I was in Columbus in a big or either Columbus or Cleveland or I was in Ohio somewhat recently.
I forget.
But I stayed in like a hotel that had was like in one of those conference center hotels
where it connects underground to all the other hotels., the same thing very depressing. I really hate being in hotels away from home. It's tough
I mean, especially when you enjoy your life
Like if you like being home you like being with your friends or family or whatever it is
Yeah, like, you know, I've I love being at home and that's like the other thing too. It's like, you know
I've I love being at home and that's like the other thing too. It's like, you know, I've been skipping The pod like the I have I've been doing like I mean I've been doing things but just nothing publicly sure
Almost a month and it's the best I felt in a decade. That's great. Yeah
Yeah, I know you got I just took this whole past week off
So like I just took like ten days didn't do any stand-up didn't fucking look at
Text messages or emails or anything like that
I just fucking locked it away and because you can get so burnt out of anything. And
I think like for me taking that time and coming back, like I'm excited to do shows again.
I'm excited to write new jokes and do the whole thing where if you just stay in that
day in day out grind, like I think sure, like that's the culture where you got to hustle,
you got to work out, but you are squeezing a sponge with no fucking water left in it that you gotta fucking fill that thing up every once in a while
You know you just go crazy like you don't have to have this hustle culture and comedy
You have to have moments where you can put it on and really drive the boat for a while
But then you also have to be able to like reset. Yeah, well, it's the intersection of like everything is like a
Gig economy and also you have to be like a fucking influencer or whatever.

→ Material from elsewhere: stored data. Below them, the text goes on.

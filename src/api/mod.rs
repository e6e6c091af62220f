pub mod client;
pub mod transport;

pub use client::{handle_response, ApiClient, FetchMode};
pub use transport::{ApiRequest, Body, FormPart, Method, RawResponse, ReqwestTransport, Transport};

I know. And I resist that.
I don't like me. I don't like who I am. I don't want to have to sell that to people.
You know what I mean?
I don't want to have to put every one of my thoughts on the internet at the moment I have
it and then just look like an idiot two days later.
I used to sell shitty cell phones and then I sold shitty cars and now I'm selling a shitty
person and it's the same feeling. I just don't want person I just don't feel like you're getting one over on
Just don't go to go somewhere else, please leave T-Mobile
Yeah, yeah, what are you doing for lunch
Not the plan right now. Yeah, I'm gonna try and get back in the gym. I've had I say that, you know
I mean I did I have there's been a lot of
There's been a thing I've been working on a lot. So I have I've had a
Three yeah, probably three weeks off from the gym now and I'm disappointed because I finally got like I didn't say I'm 35
So yeah, I didn't think I'd be able to like get a regular gym routine back. And I did this year, and I feel good.
I got fatter, but I was also working out again.
Sure.
Yeah, I do way better with the gym when I'm on the road.
Because I mean, I played baseball my whole life,
and I played through college and stuff.
So I just got so burnt out of the workout regiment
that once I started working a desk job and doing comedy,
which now I just do comedy.
But the desk job is like death for your fuck.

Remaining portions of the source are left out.